The University of Washington will pay Mark Emmert a salary comparable to his LSU salary to serve as president of the UW.
Last week, officials announced Emmert has agreed to a package that will pay him $590,000 a year and a $160,000 one-time bonus which is sometimes called a “relocation incentive payment.”
Emmert was introduced as the UW president on March 22. He is expected to officially take office sometime this summer.
LSU System President William Jenkins will serve as interim chancellor.
Norm Arkans, associate vice president for the UW’s University Relations, said the deal includes an annual base salary of $470,000, in addition to an annual bonus of $120,000 deferred for five years. The total amount of the bonuses is $600,000, although Emmert will not receive any of the bonuses if he leaves before the five-year period is over.
Arkans said Emmert’s annual bonuses will be placed in a fund each year. Emmert will not have access to the fund before the end of the five-year period.
The package is similar to the one Emmert has received at LSU. The University has paid Emmert a base salary of $490,000 per year, as well as a $100,000 annual bonus.

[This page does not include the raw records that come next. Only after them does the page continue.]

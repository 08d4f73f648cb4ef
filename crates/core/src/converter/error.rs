//! Error types for the converter module.

use std::path::PathBuf;
use thiserror::Error;

/// Errors that can occur during conversion.
#[derive(Debug, Error)]
pub enum ConverterError {
    /// FFmpeg binary not found.
    #[error("FFmpeg not found at path: {path}")]
    FfmpegNotFound { path: PathBuf },

    /// FFprobe binary not found.
    #[error("FFprobe not found at path: {path}")]
    FfprobeNotFound { path: PathBuf },

    /// Input file not found.
    #[error("Input file not found: {path}")]
    InputNotFound { path: PathBuf },

    /// No encoder is known for the requested format.
    #[error("No audio codec for format '{format}'")]
    InvalidCodec { format: String },

    /// Conversion process failed.
    #[error("Conversion failed: {reason}")]
    ConversionFailed {
        reason: String,
        stderr: Option<String>,
    },

    /// Failed to probe media file.
    #[error("Failed to probe media file: {reason}")]
    ProbeFailed { reason: String },

    /// I/O error during conversion.
    #[error("I/O error: {0}")]
    Io(#[from] std::io::Error),

    /// Failed to parse FFprobe output.
    #[error("Failed to parse media info: {reason}")]
    ParseError { reason: String },
}

impl ConverterError {
    /// Creates a new conversion failed error with stderr output.
    pub fn conversion_failed(reason: impl Into<String>, stderr: Option<String>) -> Self {
        Self::ConversionFailed {
            reason: reason.into(),
            stderr,
        }
    }

    /// Creates a new probe failed error.
    pub fn probe_failed(reason: impl Into<String>) -> Self {
        Self::ProbeFailed {
            reason: reason.into(),
        }
    }

    /// Message suitable for a single log line, including captured stderr.
    pub fn detail(&self) -> String {
        match self {
            Self::ConversionFailed {
                reason,
                stderr: Some(stderr),
            } => format!("{}: {}", reason, stderr.trim()),
            other => other.to_string(),
        }
    }
}
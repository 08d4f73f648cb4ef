pub mod config;
pub mod converter;
pub mod fs;
pub mod testing;
pub mod walker;

pub use config::{
    load_config, load_config_from_str, validate_config, Config, ConfigError, ENV_PREFIX,
};
pub use converter::{
    AudioFormat, ConversionJob, ConversionProgress, ConversionResult, Converter, ConverterConfig,
    ConverterError, FfmpegConverter,
};
pub use fs::{DirEntry, EntryKind, FileSystem, LocalFs};
pub use walker::{TreeConverter, WalkError, WalkSummary};
//! Key encoding utilities.
//!
//! Index keys length-prefix the contract code so that the prefix for `TC1`
//! never matches entries of `TC10`.

use tindung_core::{ContractCode, HistoryId};

/// Create a contract key from its code.
#[must_use]
pub fn contract_key(code: &ContractCode) -> Vec<u8> {
    code.as_str().as_bytes().to_vec()
}

/// Create a history key from its id.
#[must_use]
pub fn history_key(id: HistoryId) -> Vec<u8> {
    id.to_bytes().to_vec()
}

/// Create a prefix for iterating all history of a contract.
///
/// Format: `len(code) (u32 BE) || code`
#[must_use]
pub fn contract_history_prefix(code: &ContractCode) -> Vec<u8> {
    let bytes = code.as_str().as_bytes();
    let len = u32::try_from(bytes.len()).unwrap_or(u32::MAX);
    let mut key = Vec::with_capacity(4 + bytes.len() + 8);
    key.extend_from_slice(&len.to_be_bytes());
    key.extend_from_slice(bytes);
    key
}

/// Create a contract-history index key.
///
/// Format: `len(code) (u32 BE) || code || id (8 bytes BE)`
///
/// Ids are big-endian so a contract's entries sort in insertion order.
#[must_use]
pub fn contract_history_key(code: &ContractCode, id: HistoryId) -> Vec<u8> {
    let mut key = contract_history_prefix(code);
    key.extend_from_slice(&id.to_bytes());
    key
}

/// Extract the history id from the last eight bytes of an index key.
#[must_use]
pub fn extract_history_id(key: &[u8]) -> Option<HistoryId> {
    let start = key.len().checked_sub(8)?;
    let bytes: [u8; 8] = key[start..].try_into().ok()?;
    Some(HistoryId::from_bytes(bytes))
}

/// Decode a sequence counter value.
#[must_use]
pub fn decode_sequence(value: &[u8]) -> Option<u64> {
    let bytes: [u8; 8] = value.try_into().ok()?;
    Some(u64::from_be_bytes(bytes))
}

#[cfg(test)]
mod tests {
    use super::*;

    fn code(s: &str) -> ContractCode {
        s.parse().unwrap()
    }

    #[test]
    fn index_key_format() {
        let key = contract_history_key(&code("TC001"), HistoryId::new(7));

        assert_eq!(key.len(), 4 + 5 + 8);
        assert_eq!(&key[..4], &5u32.to_be_bytes());
        assert_eq!(&key[4..9], b"TC001");
        assert_eq!(extract_history_id(&key), Some(HistoryId::new(7)));
    }

    #[test]
    fn prefix_does_not_match_longer_code() {
        let prefix = contract_history_prefix(&code("TC1"));
        let other = contract_history_key(&code("TC10"), HistoryId::new(1));
        assert!(!other.starts_with(&prefix));

        let own = contract_history_key(&code("TC1"), HistoryId::new(1));
        assert!(own.starts_with(&prefix));
    }

    #[test]
    fn index_keys_sort_by_id() {
        let a = contract_history_key(&code("TG001"), HistoryId::new(2));
        let b = contract_history_key(&code("TG001"), HistoryId::new(256));
        assert!(a < b);
    }

    #[test]
    fn sequence_decoding() {
        assert_eq!(decode_sequence(&42u64.to_be_bytes()), Some(42));
        assert_eq!(decode_sequence(b"bad"), None);
    }
}
//! Common test utilities for tindung integration tests.

#![allow(dead_code)] // Some utilities are used by different test files

use std::sync::Arc;

use axum::Router;
use axum_test::TestServer;
use chrono::NaiveDate;
use serde_json::{json, Value};

use tindung_core::FixedClock;
use tindung_service::{create_router, AppState, ServiceConfig};
use tindung_store::{MemoryStore, Store};

/// The date every harness treats as today.
pub fn today() -> NaiveDate {
    NaiveDate::from_ymd_opt(2024, 3, 10).unwrap()
}

/// Test harness containing everything needed for integration tests.
pub struct TestHarness {
    /// The test server for making HTTP requests.
    pub server: TestServer,
    /// The store behind the server, for direct inspection.
    pub store: Arc<dyn Store>,
}

impl TestHarness {
    /// Create a harness over a fresh in-memory store.
    pub fn new() -> Self {
        Self::with_store(Arc::new(MemoryStore::new()))
    }

    /// Create a harness over the given store.
    pub fn with_store(store: Arc<dyn Store>) -> Self {
        Self::with_config(
            store,
            ServiceConfig {
                listen_addr: "127.0.0.1:0".into(),
                ..ServiceConfig::default()
            },
        )
    }

    /// Create a harness over the given store and configuration.
    pub fn with_config(store: Arc<dyn Store>, config: ServiceConfig) -> Self {
        let state =
            AppState::new(store.clone(), config).with_clock(Arc::new(FixedClock::new(today())));
        let router: Router = create_router(state);

        let server = TestServer::new(router).expect("Failed to create test server");

        Self { server, store }
    }

    /// Create a credit loan and return its code.
    pub async fn create_credit_loan(&self, loan_date: &str, interest: i64) -> String {
        let response = self
            .server
            .post("/v1/credit-loans")
            .json(&json!({
                "borrower_name": "Nguyễn Văn An",
                "loan_date": loan_date,
                "principal": 20_000_000,
                "period_length_days": 30,
                "interest": interest
            }))
            .await;
        response.assert_status(axum::http::StatusCode::CREATED);
        let body: Value = response.json();
        body["data"]["code"].as_str().unwrap().to_string()
    }

    /// Create an installment loan and return its code.
    pub async fn create_installment_loan(&self, loan_date: &str, installment_count: i64) -> String {
        let response = self
            .server
            .post("/v1/installment-loans")
            .json(&json!({
                "borrower_name": "Trần Thị Bình",
                "loan_date": loan_date,
                "principal": 10_000_000,
                "period_length_days": 30,
                "installment_count": installment_count,
                "interest": 200_000,
                "status": "not-paid"
            }))
            .await;
        response.assert_status(axum::http::StatusCode::CREATED);
        let body: Value = response.json();
        body["data"]["code"].as_str().unwrap().to_string()
    }
}

impl Default for TestHarness {
    fn default() -> Self {
        Self::new()
    }
}
//! Payment status (trạng thái thanh toán).

use serde::{Deserialize, Serialize};
use std::fmt;

/// Status of a contract or a payment-history entry.
///
/// Serialized as a kebab-case label. The Vietnamese labels used by earlier
/// clients are accepted on input.
#[derive(Debug, Clone, Copy, PartialEq, Eq, Hash, Serialize, Deserialize)]
#[serde(rename_all = "kebab-case")]
pub enum PaymentStatus {
    /// Nothing paid yet. Initial status of every credit loan.
    #[serde(alias = "Chưa thanh toán")]
    NotPaid,

    /// Paid in full for the period.
    #[serde(alias = "Đóng đủ")]
    FullyPaid,

    /// Part of the amount due was paid.
    #[serde(alias = "Thanh toán một phần")]
    PartiallyPaid,

    /// Interest is due now.
    #[serde(alias = "Đến hạn trả lãi")]
    InterestDue,

    /// Interest is past due. Set on every generated history entry.
    #[serde(alias = "Quá hạn trả lãi")]
    InterestOverdue,

    /// Contract settled.
    #[serde(alias = "Đã tất toán")]
    Settled,
}

impl PaymentStatus {
    /// Every status, in lifecycle order.
    pub const ALL: [Self; 6] = [
        Self::NotPaid,
        Self::FullyPaid,
        Self::PartiallyPaid,
        Self::InterestDue,
        Self::InterestOverdue,
        Self::Settled,
    ];

    /// Boundary label, identical to the serde representation.
    #[must_use]
    pub const fn as_str(self) -> &'static str {
        match self {
            Self::NotPaid => "not-paid",
            Self::FullyPaid => "fully-paid",
            Self::PartiallyPaid => "partially-paid",
            Self::InterestDue => "interest-due",
            Self::InterestOverdue => "interest-overdue",
            Self::Settled => "settled",
        }
    }

    /// Vietnamese display label.
    #[must_use]
    pub const fn vietnamese_label(self) -> &'static str {
        match self {
            Self::NotPaid => "Chưa thanh toán",
            Self::FullyPaid => "Đóng đủ",
            Self::PartiallyPaid => "Thanh toán một phần",
            Self::InterestDue => "Đến hạn trả lãi",
            Self::InterestOverdue => "Quá hạn trả lãi",
            Self::Settled => "Đã tất toán",
        }
    }
}

impl fmt::Display for PaymentStatus {
    fn fmt(&self, f: &mut fmt::Formatter<'_>) -> fmt::Result {
        f.write_str(self.as_str())
    }
}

LSU Board of Supervisors chairman Roger Ogden said Emmert will have to pay back one year’s worth of the bonuses, amounting to $100,000.
Ogden said the Board has not yet discussed Jenkins’ salary, but plans to take the issue up at meetings in the near future.
Forest Benedict, the LSU System vice president for human resources management, said Emmert received his first $100,000 bonus in the form of a loan. Benedict said Emmert will be required to repay that money to the University.
According to a March 12, 2003 Reveille article, Emmert asked for the loan in July 2002, reportedly for the purpose of purchasing a home in Pensacola, Fla. At the time, Jenkins and members of the LSU Board of Supervisors saw the loan as a good idea because they felt it further bonded Emmert to the University.
The loan came from the general operating budget of the LSU Foundation and did not add any amount to Emmert’s salary package.
Benedict said he thinks Emmert’s UW salary is competitive for someone of his caliber.
“I think it certainly is a very competitive salary for a higher education leader,” Benedict said.
Emmert’s UW salary is higher than that of many other university presidents. University of Arizona president Peter Likins receives an annual salary of $285,000. University of California-Berkeley President Robert Berdahl and UCLA President Albert Carnesale both make $315,600 per year.
“It’s a little higher than some of the other schools in the PAC-10,” Arkans said. “But we hope he will do a lot of good things for us like he has done for [LSU].”
Arkans said Emmert’s package is one example of public universities closing the salary gap with private universities — which traditionally have paid administrators higher salaries.
In addition to his presidential duties, the UW also has appointed Emmert as a professor in the Daniel J. Evans School of Public Affairs.